Si le phénomène identificatoire est puissant, le fait d’être passé par là ne fait pas tout. Le savoir expérientiel est beaucoup plus que la seule expérience de la maladie, et s’en servir pour accompagner demande certaines compétences. Pour avoir une bonne relation avec le patient, il faut avoir fait au préalable un travail sur soi et disposer d’un certain recul sur son histoire. Mon savoir expérientiel est très important, mais c’est bien la transformation de ce savoir en connaissances qui m’a permis de développer une forme de savoir hybride ou dynamique utile pour les personnes que j’accompagne. Par exemple, mon savoir expérientiel me permet d’identifier toute la difficulté qu’une personne peut rencontrer en renonçant à la maladie – cette notion de perte ou de deuil échappe parfois aux autres soignants – et la thérapie d’acceptation et d’engagement7 me permet de guider la personne dans l’acceptation de la « perte » au profit d’aller vers ce qui compte vraiment pour elle. Les personnes avec TCA s’imposent un tas de règles. L’ACT entraîne de la flexibilité psychologique et remet du choix là où elles pensaient ne plus en avoir. La pleine conscience favorise la régulation des émotions qui fait défaut. Le coaching permet de travailler la confiance. Le fait d’avoir vécu le TCA dans ma chair est donc un plus dans mes accompagnements, mais j’ai autant besoin des savoirs issus de mon expérience que des savoirs acquis ensuite.
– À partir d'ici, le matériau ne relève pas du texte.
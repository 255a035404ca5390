//! The admin page: user account management.

use std::time::Instant;

use samovar_client::ApiClient;
use samovar_client::models::NewUser;
use samovar_client::resources::UserDirectory;
use samovar_core::alert::AlertFeed;
use samovar_core::{Role, UserId};

use super::{CommandResult, confirm, prompt_line};
use crate::render;

/// List all user accounts.
///
/// # Errors
///
/// Propagates the underlying client error.
pub async fn list(api: &ApiClient) -> CommandResult {
    let directory = UserDirectory::new(api.clone());
    let users = directory.load().await?;
    render::users(&users);
    Ok(())
}

/// Create a user account.
///
/// # Errors
///
/// Propagates the underlying client error.
pub async fn create(
    api: &ApiClient,
    username: &str,
    full_name: &str,
    role: &str,
    password: Option<String>,
    alerts: &mut AlertFeed,
) -> CommandResult {
    let password = match password {
        Some(password) => password,
        None => prompt_line("رمز عبور")?,
    };

    let account = UserDirectory::new(api.clone())
        .create(&NewUser {
            username: username.to_owned(),
            password,
            full_name: full_name.to_owned(),
            role: Role::from(role),
        })
        .await?;

    alerts.success(
        format!("کاربر {} با موفقیت ایجاد شد", account.username),
        Instant::now(),
    );
    Ok(())
}

/// Flip an account's active flag.
///
/// # Errors
///
/// Propagates the underlying client error.
pub async fn toggle_active(api: &ApiClient, id: i32, alerts: &mut AlertFeed) -> CommandResult {
    let active = UserDirectory::new(api.clone())
        .toggle_active(UserId::new(id))
        .await?;
    let message = if active {
        "کاربر فعال شد"
    } else {
        "کاربر غیرفعال شد"
    };
    alerts.success(message, Instant::now());
    Ok(())
}

/// Delete an account, confirmation-gated.
///
/// # Errors
///
/// Propagates the underlying client error.
pub async fn delete(api: &ApiClient, id: i32, yes: bool, alerts: &mut AlertFeed) -> CommandResult {
    if !yes && !confirm("این کاربر حذف شود؟")? {
        alerts.info("حذف لغو شد", Instant::now());
        return Ok(());
    }

    UserDirectory::new(api.clone())
        .delete(UserId::new(id))
        .await?;
    alerts.success("کاربر حذف شد", Instant::now());
    Ok(())
}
Les savoirs expérientiels sont plutôt reconnus et perçus comme un plus au sein des pratiques existantes. En affichant mon vécu avant de me professionnaliser (en m’inscrivant donc dans une démarche de témoignage), j’ai inversé la logique. Les savoirs cliniques sont venus enrichir ce que j’avais déjà. Toutefois, exercer depuis l’expérience vécue ne me dispense pas d’une supervision et de bien connaître mes limites. Le partage d’expérience sert la relation thérapeutique et contribue grandement à humaniser les soins, au sens étymologique du terme.
Notes de bas de page
1 Fédération française anorexie (s. d.). Troubles des conduites alimentaires (TCA), parlons-en ! Du 27 mai au 2 juin 2024 : semaine de sensibilisation aux TCA en France. Journeemondialetca.
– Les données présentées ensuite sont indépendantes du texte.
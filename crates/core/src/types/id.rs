//! Newtype IDs for type-safe entity references.
//!
//! Use the `define_id!` macro to create type-safe ID wrappers that prevent
//! accidentally mixing IDs from different entity types.

/// Macro to define a type-safe ID wrapper.
///
/// Creates a newtype wrapper around `i32` with:
/// - `Serialize`/`Deserialize` with `#[serde(transparent)]`
/// - `Debug`, `Clone`, `Copy`, `PartialEq`, `Eq`, `Hash`
/// - Conversion methods: `new()`, `as_i32()`
/// - `From<i32>` and `Into<i32>` implementations
///
/// # Example
///
/// ```rust
/// # use samovar_core::define_id;
/// define_id!(TableId);
/// define_id!(ReceiptId);
///
/// let table = TableId::new(4);
/// let receipt = ReceiptId::new(4);
///
/// // These are different types, so this won't compile:
/// // let _: TableId = receipt;
/// ```
#[macro_export]
macro_rules! define_id {
    ($name:ident) => {
        #[derive(
            Debug,
            Clone,
            Copy,
            PartialEq,
            Eq,
            Hash,
            PartialOrd,
            Ord,
            ::serde::Serialize,
            ::serde::Deserialize
        )]
        #[serde(transparent)]
        pub struct $name(i32);

        impl $name {
            /// Create a new ID from an i32 value.
            #[must_use]
            pub const fn new(id: i32) -> Self {
                Self(id)
            }

            /// Get the underlying i32 value.
            #[must_use]
            pub const fn as_i32(&self) -> i32 {
                self.0
            }
        }

        impl ::core::fmt::Display for $name {
            fn fmt(&self, f: &mut ::core::fmt::Formatter<'_>) -> ::core::fmt::Result {
                write!(f, "{}", self.0)
            }
        }

        impl From<i32> for $name {
            fn from(id: i32) -> Self {
                Self(id)
            }
        }

        impl From<$name> for i32 {
            fn from(id: $name) -> Self {
                id.0
            }
        }
    };
}

// Define standard entity IDs
define_id!(UserId);
define_id!(ProductId);
define_id!(OrderId);
define_id!(OrderItemId);

#[cfg(test)]
mod tests {
    use super::*;

    #[test]
    fn ids_are_serde_transparent() {
        let id = OrderId::new(42);
        let json = serde_json::to_string(&id).expect("serialize");
        assert_eq!(json, "42");
        let back: OrderId = serde_json::from_str(&json).expect("deserialize");
        assert_eq!(back, id);
    }

    #[test]
    fn ids_display_as_plain_numbers() {
        assert_eq!(ProductId::new(7).to_string(), "7");
    }
}
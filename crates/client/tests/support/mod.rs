//! Shared helpers for the HTTP contract tests: an in-process stub café
//! API plus a client wired to a throwaway session file.

#![allow(dead_code)]

use std::net::SocketAddr;
use std::sync::Arc;
use std::sync::atomic::{AtomicUsize, Ordering};

use axum::Router;
use tokio::net::TcpListener;
use url::Url;

use samovar_client::{ApiClient, Navigator, SessionStore};

/// A running stub café API on an ephemeral local port.
pub struct StubServer {
    pub base_url: Url,
    handle: tokio::task::JoinHandle<()>,
}

impl StubServer {
    pub async fn start(router: Router) -> Self {
        let listener = TcpListener::bind("127.0.0.1:0")
            .await
            .expect("bind stub server");
        let addr: SocketAddr = listener.local_addr().expect("stub server address");
        let handle = tokio::spawn(async move {
            axum::serve(listener, router).await.expect("stub server run");
        });
        let base_url = Url::parse(&format!("http://{addr}")).expect("stub base url");
        Self { base_url, handle }
    }
}

impl Drop for StubServer {
    fn drop(&mut self) {
        self.handle.abort();
    }
}

/// Navigator that counts login redirects instead of going anywhere.
#[derive(Debug, Default)]
pub struct RecordingNavigator {
    redirects: AtomicUsize,
}

impl RecordingNavigator {
    pub fn redirect_count(&self) -> usize {
        self.redirects.load(Ordering::SeqCst)
    }
}

impl Navigator for RecordingNavigator {
    fn redirect_to_login(&self) {
        self.redirects.fetch_add(1, Ordering::SeqCst);
    }
}

/// A client against `base_url` with a fresh session file under `dir`.
pub fn client_in(
    dir: &tempfile::TempDir,
    base_url: Url,
) -> (ApiClient, SessionStore, Arc<RecordingNavigator>) {
    let session = SessionStore::open(dir.path().join("session.json"));
    let navigator = Arc::new(RecordingNavigator::default());
    let api = ApiClient::new(base_url, session.clone(), navigator.clone());
    (api, session, navigator)
}

pub fn tempdir() -> tempfile::TempDir {
    tempfile::tempdir().expect("tempdir")
}
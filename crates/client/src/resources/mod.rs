//! Per-resource snapshot managers.
//!
//! Each manager owns exactly one in-memory snapshot of its collection,
//! replaced (never merged) on every successful load; staleness is bounded
//! by the last load time. Concurrent loads on the same manager are
//! last-write-wins - no ordering guarantee is provided or required.
//!
//! Errors propagate unchanged; presentation is the caller's job.

mod dashboard;
mod orders;
mod products;
mod users;

pub use dashboard::Dashboard;
pub use orders::OrderBook;
pub use products::ProductCatalog;
pub use users::UserDirectory;

use crate::error::ApiError;
use crate::http::ApiClient;
use crate::models::ServerInfo;

/// Fetch public server information (no authentication required).
///
/// # Errors
///
/// Propagates the underlying [`ApiError`].
pub async fn server_info(api: &ApiClient) -> Result<ServerInfo, ApiError> {
    api.get("/api/server/info").await
}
2 Les accidents de la route sont la première cause de mortalité. Association anorexie boulimie Ouest. (s. d.). Les TCA en quelques chiffres. Association anorexie boulimie ; Inserm. (2020). Anorexie mentale. Un trouble essentiellement féminin, à la frontière de médecine somatique et de la psychiatrie. Inserm.
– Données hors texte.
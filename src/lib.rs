//! Atomic, Redis-backed leaderboard engine.
//!
//! Three layers, leaves first: [`backend`] (a narrow trait over an
//! ordered-map store), [`board`] (the five atomic write/read primitives),
//! and [`query`] (pagination and windowing composed from the primitives).
//! [`Leaderboard`] binds the three together behind a handle scoped to one
//! board's `public_id`.

pub mod backend;
pub mod board;
pub mod config;
pub mod error;
pub mod leaderboard;
pub mod member;
pub mod query;

pub use backend::{Backend, RedisBackend};
pub use config::BackendConfig;
pub use error::{LeaderboardError, Result};
pub use leaderboard::{ExpirationPolicy, Leaderboard, NoExpiration};
pub use member::{Member, Order, ScoreTtl};

#[cfg(test)]
#[ctor::ctor]
fn init() {
    dotenv::dotenv().ok();
}

#[cfg(test)]
pub(crate) mod test_helpers {
    use std::env;

    /// Redis URL for `#[ignore]`-gated integration tests, with fallback.
    pub fn get_test_redis_url() -> String {
        env::var("REDIS_URL").unwrap_or_else(|_| "redis://127.0.0.1:6379".to_string())
    }
}

#[cfg(test)]
mod tests {
    use super::test_helpers::get_test_redis_url;

    #[test]
    fn test_redis_url_has_a_fallback() {
        let url = get_test_redis_url();
        assert!(url.starts_with("redis://"));
    }
}
//! Shared integration-test bootstrap: load `.env` and turn on log output
//! once per test binary, the way `dbx_leaderboard`'s own unit tests do.

#[ctor::ctor]
fn init() {
    dotenv::dotenv().ok();
    tracing_subscriber::fmt::try_init().ok();
}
3 Les tentatives de suicide touchent jusqu’à 20 % des personnes anorexiques et 35 % des personnes Association anorexie boulimie Ouest. (s. d.).
4 Cela signifie que l’indice de masse corporelle (IMC) de la personne se situe dans la norme et que celle-ci n’est plus confrontée à des restrictions ou à des compulsions alimentaires.
5 Fédération française anorexie (2024). Origine, traitements et évolution des TCA. Journeemondialetca.
6 J’utilise le féminin en raison du ratio hommes/ femmes de personnes porteuses de
7 Il n’existe pas de traitement unique pour l’anorexie ou la boulimie cependant les thérapies cognitivo- comportementales (TCC) ont montré leur efficacité. Ce travail d’accompagnement est basé sur l’acceptation et l’engagement de la personne accompagnée. À l’aide d’outils concrets, j’aide les personnes à se remettre en mouvement et à moins lutter avec leur souffrance.